-- Directions for this task --
Below is a listing from which only part is wanted; return exactly the lines from the one with "pub const MAX_CUSTOM_CODE_LENGTH: usize = 10;" up to and including the one with "fixed peer address.".

►

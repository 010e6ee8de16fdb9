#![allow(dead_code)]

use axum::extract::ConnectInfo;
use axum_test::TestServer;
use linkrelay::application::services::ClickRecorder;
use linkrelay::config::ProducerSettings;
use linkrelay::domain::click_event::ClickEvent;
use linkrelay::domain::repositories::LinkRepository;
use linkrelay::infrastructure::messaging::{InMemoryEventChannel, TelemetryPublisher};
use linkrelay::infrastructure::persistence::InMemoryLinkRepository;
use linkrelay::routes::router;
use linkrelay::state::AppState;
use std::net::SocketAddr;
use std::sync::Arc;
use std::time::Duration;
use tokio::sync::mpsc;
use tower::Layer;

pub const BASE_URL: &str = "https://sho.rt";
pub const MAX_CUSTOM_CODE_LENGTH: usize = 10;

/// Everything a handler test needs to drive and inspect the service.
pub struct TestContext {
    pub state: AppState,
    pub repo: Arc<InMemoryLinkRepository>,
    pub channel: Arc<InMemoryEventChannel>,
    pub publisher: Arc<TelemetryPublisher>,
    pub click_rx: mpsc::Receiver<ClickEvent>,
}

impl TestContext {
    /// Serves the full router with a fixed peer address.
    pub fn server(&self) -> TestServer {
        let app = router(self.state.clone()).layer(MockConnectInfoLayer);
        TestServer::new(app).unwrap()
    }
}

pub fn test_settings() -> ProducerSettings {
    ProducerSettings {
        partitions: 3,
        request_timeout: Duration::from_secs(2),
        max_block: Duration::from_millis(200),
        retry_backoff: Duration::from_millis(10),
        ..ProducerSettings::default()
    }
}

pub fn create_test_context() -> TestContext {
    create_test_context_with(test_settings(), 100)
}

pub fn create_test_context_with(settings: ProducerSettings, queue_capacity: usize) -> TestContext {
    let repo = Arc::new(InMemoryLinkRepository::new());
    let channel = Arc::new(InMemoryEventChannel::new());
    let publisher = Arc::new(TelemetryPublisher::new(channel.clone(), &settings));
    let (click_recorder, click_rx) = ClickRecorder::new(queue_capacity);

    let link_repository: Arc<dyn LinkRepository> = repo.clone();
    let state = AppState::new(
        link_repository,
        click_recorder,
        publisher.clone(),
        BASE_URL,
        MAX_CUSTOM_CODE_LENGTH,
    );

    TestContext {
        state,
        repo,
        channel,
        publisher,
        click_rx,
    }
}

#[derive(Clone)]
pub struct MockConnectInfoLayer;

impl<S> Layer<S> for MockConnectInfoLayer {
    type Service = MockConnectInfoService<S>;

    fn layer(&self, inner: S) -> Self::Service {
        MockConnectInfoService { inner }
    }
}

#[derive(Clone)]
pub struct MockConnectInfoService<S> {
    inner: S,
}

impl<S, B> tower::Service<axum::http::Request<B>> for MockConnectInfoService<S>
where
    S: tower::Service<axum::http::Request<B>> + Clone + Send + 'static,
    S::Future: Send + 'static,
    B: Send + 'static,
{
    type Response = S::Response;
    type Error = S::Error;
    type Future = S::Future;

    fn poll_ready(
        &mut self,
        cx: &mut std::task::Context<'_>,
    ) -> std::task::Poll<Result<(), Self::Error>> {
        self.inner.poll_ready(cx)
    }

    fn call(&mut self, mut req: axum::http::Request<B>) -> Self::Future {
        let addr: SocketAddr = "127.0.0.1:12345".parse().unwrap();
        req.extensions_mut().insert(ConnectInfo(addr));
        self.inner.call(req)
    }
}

◄
►

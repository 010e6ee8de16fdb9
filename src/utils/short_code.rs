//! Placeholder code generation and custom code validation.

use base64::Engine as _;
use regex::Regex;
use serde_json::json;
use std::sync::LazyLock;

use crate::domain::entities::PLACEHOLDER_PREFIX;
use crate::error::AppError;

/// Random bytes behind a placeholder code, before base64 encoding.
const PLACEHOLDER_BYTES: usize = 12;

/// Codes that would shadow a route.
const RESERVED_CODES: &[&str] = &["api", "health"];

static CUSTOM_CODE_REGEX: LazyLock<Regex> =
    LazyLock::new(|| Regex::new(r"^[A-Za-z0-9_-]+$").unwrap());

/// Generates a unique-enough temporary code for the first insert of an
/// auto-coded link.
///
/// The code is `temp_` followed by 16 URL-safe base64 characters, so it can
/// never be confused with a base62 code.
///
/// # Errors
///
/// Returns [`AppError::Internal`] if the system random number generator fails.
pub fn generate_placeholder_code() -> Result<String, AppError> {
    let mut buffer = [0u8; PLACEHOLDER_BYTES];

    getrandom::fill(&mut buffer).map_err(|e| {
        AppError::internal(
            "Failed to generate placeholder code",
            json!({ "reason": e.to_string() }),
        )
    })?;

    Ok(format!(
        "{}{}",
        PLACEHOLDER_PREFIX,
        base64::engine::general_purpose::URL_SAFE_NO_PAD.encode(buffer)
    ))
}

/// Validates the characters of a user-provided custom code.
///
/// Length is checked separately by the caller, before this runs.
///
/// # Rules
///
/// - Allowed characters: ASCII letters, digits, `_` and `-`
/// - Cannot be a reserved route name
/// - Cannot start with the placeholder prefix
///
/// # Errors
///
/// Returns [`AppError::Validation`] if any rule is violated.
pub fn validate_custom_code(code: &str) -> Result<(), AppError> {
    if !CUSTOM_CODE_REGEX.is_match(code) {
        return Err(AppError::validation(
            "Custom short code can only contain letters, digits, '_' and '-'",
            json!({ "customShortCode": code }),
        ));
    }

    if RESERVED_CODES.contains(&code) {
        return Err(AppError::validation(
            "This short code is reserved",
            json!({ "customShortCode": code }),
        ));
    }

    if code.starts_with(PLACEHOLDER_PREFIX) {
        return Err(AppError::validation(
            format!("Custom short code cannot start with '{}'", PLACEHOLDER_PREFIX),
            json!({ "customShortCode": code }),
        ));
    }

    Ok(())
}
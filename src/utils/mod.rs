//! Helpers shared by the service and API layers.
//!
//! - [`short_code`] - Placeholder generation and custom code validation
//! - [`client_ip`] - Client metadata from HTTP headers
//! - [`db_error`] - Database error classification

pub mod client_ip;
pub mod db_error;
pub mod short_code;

◄

-- Task answer --
pub const MAX_CUSTOM_CODE_LENGTH: usize = 10;

/// Everything a handler test needs to drive and inspect the service.
pub struct TestContext {
    pub state: AppState,
    pub repo: Arc<InMemoryLinkRepository>,
    pub channel: Arc<InMemoryEventChannel>,
    pub publisher: Arc<TelemetryPublisher>,
    pub click_rx: mpsc::Receiver<ClickEvent>,
}

impl TestContext {
    /// Serves the full router with a fixed peer address.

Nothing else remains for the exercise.